# Task prompt
Report each line of the data that has "abcdefgh" somewhere in it.

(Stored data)
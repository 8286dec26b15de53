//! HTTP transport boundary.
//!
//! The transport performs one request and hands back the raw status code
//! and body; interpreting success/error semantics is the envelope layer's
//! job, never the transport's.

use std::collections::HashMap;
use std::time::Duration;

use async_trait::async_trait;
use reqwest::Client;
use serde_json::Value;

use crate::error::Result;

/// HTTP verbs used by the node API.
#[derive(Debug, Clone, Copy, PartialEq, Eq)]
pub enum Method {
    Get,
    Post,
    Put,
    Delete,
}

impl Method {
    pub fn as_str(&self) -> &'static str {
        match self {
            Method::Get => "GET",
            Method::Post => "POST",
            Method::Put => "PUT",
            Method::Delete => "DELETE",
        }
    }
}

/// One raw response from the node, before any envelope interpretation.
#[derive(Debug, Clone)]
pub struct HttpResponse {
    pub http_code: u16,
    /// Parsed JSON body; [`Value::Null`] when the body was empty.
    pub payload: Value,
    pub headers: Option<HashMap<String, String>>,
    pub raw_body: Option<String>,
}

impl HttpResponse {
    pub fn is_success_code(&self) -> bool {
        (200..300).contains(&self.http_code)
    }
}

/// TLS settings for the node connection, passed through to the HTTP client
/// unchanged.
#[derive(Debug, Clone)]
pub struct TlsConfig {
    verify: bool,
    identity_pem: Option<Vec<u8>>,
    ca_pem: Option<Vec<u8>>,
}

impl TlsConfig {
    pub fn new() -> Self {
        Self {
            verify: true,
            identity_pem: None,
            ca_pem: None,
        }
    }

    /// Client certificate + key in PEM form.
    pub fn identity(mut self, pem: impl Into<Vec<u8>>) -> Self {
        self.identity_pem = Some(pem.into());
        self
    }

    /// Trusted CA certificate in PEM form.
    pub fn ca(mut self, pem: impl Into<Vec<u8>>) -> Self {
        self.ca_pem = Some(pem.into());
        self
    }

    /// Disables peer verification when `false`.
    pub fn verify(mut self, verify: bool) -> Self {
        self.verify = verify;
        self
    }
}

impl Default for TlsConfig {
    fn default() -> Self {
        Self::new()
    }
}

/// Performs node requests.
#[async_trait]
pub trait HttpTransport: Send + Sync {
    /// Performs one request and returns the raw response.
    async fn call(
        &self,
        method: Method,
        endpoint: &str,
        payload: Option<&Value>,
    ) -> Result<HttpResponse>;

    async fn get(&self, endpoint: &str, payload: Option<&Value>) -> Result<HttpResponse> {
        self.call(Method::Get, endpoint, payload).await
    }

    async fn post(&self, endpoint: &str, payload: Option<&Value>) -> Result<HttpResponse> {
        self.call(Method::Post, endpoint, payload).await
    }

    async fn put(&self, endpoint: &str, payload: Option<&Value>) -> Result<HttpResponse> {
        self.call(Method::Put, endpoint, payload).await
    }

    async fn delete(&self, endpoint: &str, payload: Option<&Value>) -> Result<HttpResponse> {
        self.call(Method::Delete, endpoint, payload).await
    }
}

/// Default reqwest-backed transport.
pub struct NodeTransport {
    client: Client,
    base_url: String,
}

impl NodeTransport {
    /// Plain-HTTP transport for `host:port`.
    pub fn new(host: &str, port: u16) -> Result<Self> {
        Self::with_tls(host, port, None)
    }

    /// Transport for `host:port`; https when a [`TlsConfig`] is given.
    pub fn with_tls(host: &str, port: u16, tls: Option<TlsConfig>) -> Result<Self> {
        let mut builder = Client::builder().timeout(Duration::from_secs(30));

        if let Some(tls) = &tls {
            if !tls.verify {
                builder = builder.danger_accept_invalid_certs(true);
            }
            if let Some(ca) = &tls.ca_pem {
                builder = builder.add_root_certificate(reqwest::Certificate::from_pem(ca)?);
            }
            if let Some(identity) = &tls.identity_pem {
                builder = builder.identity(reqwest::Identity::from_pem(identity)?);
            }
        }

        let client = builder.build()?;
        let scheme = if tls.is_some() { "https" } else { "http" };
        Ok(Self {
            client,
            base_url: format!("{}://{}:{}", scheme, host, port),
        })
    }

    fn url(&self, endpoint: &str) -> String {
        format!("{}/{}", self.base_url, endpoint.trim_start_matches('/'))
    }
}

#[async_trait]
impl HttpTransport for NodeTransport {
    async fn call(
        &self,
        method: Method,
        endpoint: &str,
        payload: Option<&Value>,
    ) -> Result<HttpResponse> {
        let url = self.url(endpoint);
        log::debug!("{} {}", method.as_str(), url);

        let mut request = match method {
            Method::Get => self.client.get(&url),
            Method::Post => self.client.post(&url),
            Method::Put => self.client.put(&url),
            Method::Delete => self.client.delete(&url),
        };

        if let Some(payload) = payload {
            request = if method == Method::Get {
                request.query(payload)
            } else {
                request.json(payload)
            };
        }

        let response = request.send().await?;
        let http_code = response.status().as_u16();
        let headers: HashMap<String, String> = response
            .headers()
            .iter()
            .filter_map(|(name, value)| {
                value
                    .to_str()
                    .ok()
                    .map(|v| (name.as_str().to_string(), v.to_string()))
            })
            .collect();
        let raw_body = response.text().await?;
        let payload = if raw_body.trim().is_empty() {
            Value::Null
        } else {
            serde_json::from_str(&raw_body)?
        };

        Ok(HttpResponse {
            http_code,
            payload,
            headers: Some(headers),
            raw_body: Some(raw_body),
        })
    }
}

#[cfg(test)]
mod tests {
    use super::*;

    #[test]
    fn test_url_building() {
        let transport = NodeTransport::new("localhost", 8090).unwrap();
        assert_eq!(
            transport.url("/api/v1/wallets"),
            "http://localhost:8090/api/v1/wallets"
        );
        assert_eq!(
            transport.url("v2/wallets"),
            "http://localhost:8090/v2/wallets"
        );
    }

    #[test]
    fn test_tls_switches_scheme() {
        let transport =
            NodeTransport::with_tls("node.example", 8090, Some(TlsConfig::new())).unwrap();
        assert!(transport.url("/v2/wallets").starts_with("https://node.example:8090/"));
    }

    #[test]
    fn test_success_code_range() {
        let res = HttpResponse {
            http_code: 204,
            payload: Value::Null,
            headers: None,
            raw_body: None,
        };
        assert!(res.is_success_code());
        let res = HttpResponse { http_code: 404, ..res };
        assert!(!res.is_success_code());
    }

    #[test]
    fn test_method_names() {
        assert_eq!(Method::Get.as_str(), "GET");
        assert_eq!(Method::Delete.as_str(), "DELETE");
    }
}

* * *

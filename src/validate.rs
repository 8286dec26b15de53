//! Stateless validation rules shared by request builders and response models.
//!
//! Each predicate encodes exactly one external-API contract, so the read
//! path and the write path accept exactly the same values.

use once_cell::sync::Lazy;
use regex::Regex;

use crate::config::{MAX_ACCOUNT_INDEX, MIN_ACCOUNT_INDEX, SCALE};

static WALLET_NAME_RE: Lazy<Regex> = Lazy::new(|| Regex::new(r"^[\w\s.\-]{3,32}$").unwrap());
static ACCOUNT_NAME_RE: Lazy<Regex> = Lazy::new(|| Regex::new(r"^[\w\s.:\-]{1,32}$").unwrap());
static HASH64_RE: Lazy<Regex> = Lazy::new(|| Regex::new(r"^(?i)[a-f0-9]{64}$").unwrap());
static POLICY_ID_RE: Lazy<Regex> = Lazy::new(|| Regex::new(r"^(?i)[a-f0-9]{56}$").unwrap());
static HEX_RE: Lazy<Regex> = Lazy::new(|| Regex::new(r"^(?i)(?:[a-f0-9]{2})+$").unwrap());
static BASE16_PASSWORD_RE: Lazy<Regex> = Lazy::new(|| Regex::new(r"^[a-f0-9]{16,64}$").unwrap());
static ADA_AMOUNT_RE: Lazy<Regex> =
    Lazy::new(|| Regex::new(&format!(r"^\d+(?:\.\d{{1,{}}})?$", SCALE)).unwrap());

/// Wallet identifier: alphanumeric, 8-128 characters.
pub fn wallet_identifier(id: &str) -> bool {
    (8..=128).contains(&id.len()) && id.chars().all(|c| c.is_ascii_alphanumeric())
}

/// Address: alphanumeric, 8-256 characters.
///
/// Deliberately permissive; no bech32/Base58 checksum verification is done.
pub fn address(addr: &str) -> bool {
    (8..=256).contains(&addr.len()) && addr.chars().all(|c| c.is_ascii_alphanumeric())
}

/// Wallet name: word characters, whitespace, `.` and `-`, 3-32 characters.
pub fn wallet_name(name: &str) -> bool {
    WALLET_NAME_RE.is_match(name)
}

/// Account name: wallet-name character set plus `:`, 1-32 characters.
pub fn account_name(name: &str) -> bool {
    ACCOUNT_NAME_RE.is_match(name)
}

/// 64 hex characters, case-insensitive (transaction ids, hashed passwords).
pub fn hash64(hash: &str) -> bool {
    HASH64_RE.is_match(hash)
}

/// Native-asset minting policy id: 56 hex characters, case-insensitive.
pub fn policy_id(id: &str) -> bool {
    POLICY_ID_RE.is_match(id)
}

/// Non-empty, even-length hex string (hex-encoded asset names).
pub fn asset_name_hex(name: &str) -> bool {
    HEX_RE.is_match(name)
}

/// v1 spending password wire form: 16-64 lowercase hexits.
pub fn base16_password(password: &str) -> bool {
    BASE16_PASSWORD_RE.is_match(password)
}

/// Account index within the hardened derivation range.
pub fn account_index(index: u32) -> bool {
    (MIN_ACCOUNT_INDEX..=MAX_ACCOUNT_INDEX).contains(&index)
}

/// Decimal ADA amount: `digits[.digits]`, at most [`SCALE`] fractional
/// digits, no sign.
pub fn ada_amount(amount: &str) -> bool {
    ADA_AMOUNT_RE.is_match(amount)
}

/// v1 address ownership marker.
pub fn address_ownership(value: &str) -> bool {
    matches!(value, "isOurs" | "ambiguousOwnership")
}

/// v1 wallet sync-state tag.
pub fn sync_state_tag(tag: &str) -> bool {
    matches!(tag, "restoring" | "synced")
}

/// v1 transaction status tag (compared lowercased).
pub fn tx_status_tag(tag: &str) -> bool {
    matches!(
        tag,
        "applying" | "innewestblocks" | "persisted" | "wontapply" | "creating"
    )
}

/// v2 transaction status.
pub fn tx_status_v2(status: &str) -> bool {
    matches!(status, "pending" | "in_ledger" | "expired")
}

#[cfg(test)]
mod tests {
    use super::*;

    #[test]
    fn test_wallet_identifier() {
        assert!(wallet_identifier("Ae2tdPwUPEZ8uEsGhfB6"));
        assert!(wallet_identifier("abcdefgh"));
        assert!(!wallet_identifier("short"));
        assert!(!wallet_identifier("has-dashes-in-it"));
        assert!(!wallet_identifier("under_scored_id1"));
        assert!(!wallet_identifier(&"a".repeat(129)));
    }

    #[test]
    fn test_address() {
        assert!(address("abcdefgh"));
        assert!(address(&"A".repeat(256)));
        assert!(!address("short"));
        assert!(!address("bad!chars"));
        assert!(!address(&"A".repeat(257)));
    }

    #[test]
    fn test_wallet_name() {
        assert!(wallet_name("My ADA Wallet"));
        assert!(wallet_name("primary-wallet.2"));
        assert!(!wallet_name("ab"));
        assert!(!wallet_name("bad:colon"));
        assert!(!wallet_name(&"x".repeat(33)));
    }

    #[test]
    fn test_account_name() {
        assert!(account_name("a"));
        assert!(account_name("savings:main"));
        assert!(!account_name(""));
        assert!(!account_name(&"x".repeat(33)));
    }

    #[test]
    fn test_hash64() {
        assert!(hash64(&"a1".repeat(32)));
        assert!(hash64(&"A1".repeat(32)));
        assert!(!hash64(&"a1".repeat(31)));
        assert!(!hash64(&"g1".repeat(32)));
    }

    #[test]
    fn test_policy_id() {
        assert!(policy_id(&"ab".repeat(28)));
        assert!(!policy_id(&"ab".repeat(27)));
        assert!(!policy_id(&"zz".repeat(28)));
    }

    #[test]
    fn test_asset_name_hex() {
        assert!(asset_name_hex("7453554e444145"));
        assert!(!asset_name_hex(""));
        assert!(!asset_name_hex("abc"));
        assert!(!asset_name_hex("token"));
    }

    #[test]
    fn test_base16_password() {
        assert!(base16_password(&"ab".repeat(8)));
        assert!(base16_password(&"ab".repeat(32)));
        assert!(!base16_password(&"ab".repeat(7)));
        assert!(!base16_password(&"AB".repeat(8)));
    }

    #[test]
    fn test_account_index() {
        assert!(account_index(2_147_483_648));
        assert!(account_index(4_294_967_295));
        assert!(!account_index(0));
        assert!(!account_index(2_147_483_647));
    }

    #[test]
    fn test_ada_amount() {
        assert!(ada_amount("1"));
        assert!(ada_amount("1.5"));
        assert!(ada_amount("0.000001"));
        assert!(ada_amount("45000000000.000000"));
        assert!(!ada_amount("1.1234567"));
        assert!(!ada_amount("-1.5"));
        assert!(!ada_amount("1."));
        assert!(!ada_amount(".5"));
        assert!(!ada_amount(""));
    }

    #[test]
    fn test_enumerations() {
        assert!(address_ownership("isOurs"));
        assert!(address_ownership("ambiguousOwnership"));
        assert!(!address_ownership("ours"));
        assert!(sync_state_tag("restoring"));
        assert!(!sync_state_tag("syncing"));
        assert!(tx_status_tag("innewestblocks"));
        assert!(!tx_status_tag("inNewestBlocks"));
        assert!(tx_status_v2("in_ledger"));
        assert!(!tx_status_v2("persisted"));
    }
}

# Response box
        assert!(wallet_identifier("abcdefgh"));
        assert!(address("abcdefgh"));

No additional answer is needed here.